Nikon D1, ISO 200, 6 sec. at f11

Six steps to good D1 fireworks photos

The goal is to keep the shutter open just long enough to record one or more frame-filling fireworks bursts, at an aperture setting that keeps the brightness of those bursts and other objects (office buildings, the Statue of Liberty, etc.) in check. Do that, in conjunction with the recommendations outlined below, and good photos will pour onto your CompactFlash card.

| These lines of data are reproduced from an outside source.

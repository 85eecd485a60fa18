//! CLI binary for mailpilot.

use std::path::PathBuf;
use std::sync::Arc;

use anyhow::Context;
use clap::{Parser, Subcommand};
use mailpilot::actions::{ToolInvocation, render_value};
use mailpilot::approval::Decision;
use mailpilot::llm::OpenAiCompatClient;
use mailpilot::mailbox::{GraphMailbox, InMemoryMailbox, MailboxClient, StaticTokenProvider};
use mailpilot::{AssistantConfig, MailAgent, StopReason, builtin_registry};
use tokio::io::{AsyncBufReadExt, BufReader};
use tracing::info;
use tracing_subscriber::EnvFilter;

/// Mailpilot: an email and calendar assistant driven by a language model.
#[derive(Parser)]
#[command(name = "mailpilot", version, about)]
struct Cli {
    /// Path to TOML configuration file.
    #[arg(short, long)]
    config: Option<PathBuf>,

    /// Use a seeded in-memory mailbox instead of the configured provider.
    #[arg(long)]
    offline: bool,

    /// Subcommand to run.
    #[command(subcommand)]
    command: Option<Command>,
}

/// Available commands.
#[derive(Subcommand)]
enum Command {
    /// Chat with the assistant (default).
    Chat,

    /// Print the action catalog shown to the model.
    Actions,

    /// Write a default configuration file.
    InitConfig {
        /// Overwrite an existing file.
        #[arg(long)]
        force: bool,
    },
}

#[tokio::main]
async fn main() -> anyhow::Result<()> {
    let cli = Cli::parse();
    let config_path = cli
        .config
        .clone()
        .unwrap_or_else(AssistantConfig::default_config_path);

    if let Some(Command::InitConfig { force }) = cli.command {
        return init_config(&config_path, force);
    }

    let config = if cli.config.is_some() || config_path.exists() {
        AssistantConfig::from_file(&config_path)?
    } else {
        AssistantConfig::default()
    };
    config.validate()?;

    // RUST_LOG wins over the config file.
    tracing_subscriber::fmt()
        .with_env_filter(
            EnvFilter::try_from_default_env()
                .unwrap_or_else(|_| EnvFilter::new(&config.logging.filter)),
        )
        .with_writer(std::io::stderr)
        .init();

    let mailbox = build_mailbox(&config, cli.offline);
    let registry = builtin_registry(mailbox, config.mailbox.max_search_results)?;

    match cli.command.unwrap_or(Command::Chat) {
        Command::Actions => {
            print!("{}", registry.render_catalog());
            Ok(())
        }
        Command::Chat | Command::InitConfig { .. } => run_chat(config, registry).await,
    }
}

fn init_config(path: &std::path::Path, force: bool) -> anyhow::Result<()> {
    if path.exists() && !force {
        anyhow::bail!("{} already exists (use --force to overwrite)", path.display());
    }
    AssistantConfig::default().save_to_file(path)?;
    println!("Wrote {}", path.display());
    Ok(())
}

fn build_mailbox(config: &AssistantConfig, offline: bool) -> Arc<dyn MailboxClient> {
    if offline {
        info!("using in-memory sample mailbox");
        return Arc::new(InMemoryMailbox::sample());
    }
    let tokens = StaticTokenProvider::new(config.resolve_mailbox_token());
    Arc::new(
        GraphMailbox::new(config.mailbox.base_url.clone(), Box::new(tokens))
            .with_task_list(config.mailbox.task_list.clone()),
    )
}

async fn run_chat(
    config: AssistantConfig,
    registry: mailpilot::ActionRegistry,
) -> anyhow::Result<()> {
    let model = OpenAiCompatClient::new(config.model_client_config())?;
    info!(model = %config.model.model, base_url = %config.model.base_url, "model client ready");
    let agent = MailAgent::new(config.agent.clone(), Arc::new(model), Arc::new(registry));

    println!("Mailpilot v{}", env!("CARGO_PKG_VERSION"));
    println!("Commands: /pending, /approve ID, /reject ID [comment], /reset, /quit\n");

    let mut lines = BufReader::new(tokio::io::stdin()).lines();
    loop {
        eprint!("> ");
        let Some(line) = lines.next_line().await.context("failed to read stdin")? else {
            break;
        };
        let line = line.trim();
        if line.is_empty() {
            continue;
        }

        let reply = match parse_command(line) {
            Some(ChatCommand::Quit) => break,
            Some(ChatCommand::Reset) => {
                agent.reset()?;
                println!("Session cleared.");
                continue;
            }
            Some(ChatCommand::Pending) => {
                let pending = agent.pending_approvals()?;
                if pending.is_empty() {
                    println!("Nothing is waiting for approval.");
                }
                for p in pending {
                    println!("  {}  {}", p.id, p.description);
                    for line in pending_details(&p.invocation) {
                        println!("      {line}");
                    }
                }
                continue;
            }
            Some(ChatCommand::Approve(id)) => agent.resolve_approval(&id, Decision::Approve).await,
            Some(ChatCommand::Reject(id, comment)) => {
                agent
                    .resolve_approval(&id, Decision::reject(comment))
                    .await
            }
            Some(ChatCommand::Usage(usage)) => {
                println!("usage: {usage}");
                continue;
            }
            None => agent.handle_message(line).await,
        };

        match reply {
            Ok(reply) => {
                println!("{}", reply.text);
                if reply.stop == StopReason::ApprovalRequired {
                    println!("(/approve ID or /reject ID [comment])");
                }
                println!();
            }
            Err(e) => eprintln!("error: {e}"),
        }
    }

    Ok(())
}

/// Full parameters of a parked action, one `key: value` per line with
/// multi-line values indented beneath their key.
fn pending_details(invocation: &ToolInvocation) -> Vec<String> {
    let mut lines = Vec::new();
    for (key, value) in &invocation.params {
        let rendered = render_value(value);
        let mut value_lines = rendered.lines();
        lines.push(format!("{key}: {}", value_lines.next().unwrap_or_default()));
        lines.extend(value_lines.map(|l| format!("  {l}")));
    }
    lines
}

/// Slash commands understood by the chat loop.
#[derive(Debug, PartialEq, Eq)]
enum ChatCommand {
    Pending,
    Approve(String),
    Reject(String, String),
    Reset,
    Quit,
    Usage(&'static str),
}

fn parse_command(line: &str) -> Option<ChatCommand> {
    let rest = line.strip_prefix('/')?;
    let (cmd, args) = rest.split_once(char::is_whitespace).unwrap_or((rest, ""));
    let args = args.trim();
    let command = match cmd.to_ascii_lowercase().as_str() {
        "pending" => ChatCommand::Pending,
        "reset" => ChatCommand::Reset,
        "quit" | "exit" => ChatCommand::Quit,
        "approve" if !args.is_empty() => ChatCommand::Approve(args.to_owned()),
        "approve" => ChatCommand::Usage("/approve ID"),
        "reject" if !args.is_empty() => {
            let (id, comment) = args.split_once(char::is_whitespace).unwrap_or((args, ""));
            ChatCommand::Reject(id.to_owned(), comment.trim().to_owned())
        }
        "reject" => ChatCommand::Usage("/reject ID [comment]"),
        _ => return None,
    };
    Some(command)
}

#[cfg(test)]
mod tests {
    use super::*;

    #[test]
    fn slash_commands_parse() {
        assert_eq!(parse_command("/pending"), Some(ChatCommand::Pending));
        assert_eq!(parse_command("/QUIT"), Some(ChatCommand::Quit));
        assert_eq!(
            parse_command("/approve abc-123"),
            Some(ChatCommand::Approve("abc-123".into()))
        );
        assert_eq!(
            parse_command("/reject abc-123 keep it please"),
            Some(ChatCommand::Reject("abc-123".into(), "keep it please".into()))
        );
        assert_eq!(
            parse_command("/reject abc-123"),
            Some(ChatCommand::Reject("abc-123".into(), String::new()))
        );
        assert_eq!(
            parse_command("/approve"),
            Some(ChatCommand::Usage("/approve ID"))
        );
    }

    #[test]
    fn pending_details_show_the_whole_body() {
        let mut params = mailpilot::actions::ActionParams::new();
        params.insert("to".into(), serde_json::json!(["jane@x.com"]));
        params.insert("body".into(), serde_json::json!("Hi Jane,\nSee you at 10.\nBob"));
        let details = pending_details(&ToolInvocation::new("send_email", params));
        assert!(details.contains(&"to: jane@x.com".to_owned()));
        assert!(details.contains(&"body: Hi Jane,".to_owned()));
        assert!(details.contains(&"  See you at 10.".to_owned()));
        assert!(details.contains(&"  Bob".to_owned()));
    }

    #[test]
    fn plain_text_and_unknown_commands_go_to_the_agent() {
        assert_eq!(parse_command("what's unread?"), None);
        assert_eq!(parse_command("/summarize everything"), None);
    }
}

  1. Minimize noise by setting the ISO to 200 and keeping the exposure times as short as comfortably possible. The D1, like all digital cameras, is prone to dark-current generated noise. It's caused by keeping the CCD active for extended periods, as is necessary for fireworks photography. It looks similar to high-ISO noise. That is, expect to see subtle light/dark bands, as well as white or brightly-coloured speckles or short lines, called luminance pitting, across dark areas of the frame in long exposure photos. Shooting at ISO 200 will prevent these two types of noise from being exaggerated. And keep the exposure times under about 10 seconds. The luminance pitting that can dominate a high-ISO frame will remain subdued in long exposure photos up until about 8 seconds, and is still under control at about 10 seconds. By 15 seconds, however, they may overtake dark background areas in particular, potentially ruining the frame. Expect to see slight banding in practically all long exposure frames, but the pattern will be subtle enough that it's unlikely that it will appear in print. The noise threshold shifts depending on heat and humidity: the colder and drier the night, the cleaner your fireworks photos will be. The exposure times I'm quoting are based on room temperature and average humidity. If you will be shooting tomorrow night's celebrations in hot, humid conditions, you may find that your long exposure ceiling is closer to 5-6 seconds before luminance pitting becomes an unwelcome factor. This is only a rough guess based on some D1 skyline photos sent to me by a photographer in San Antonio, Texas, that were shot on a particularly warm, wet summer evening.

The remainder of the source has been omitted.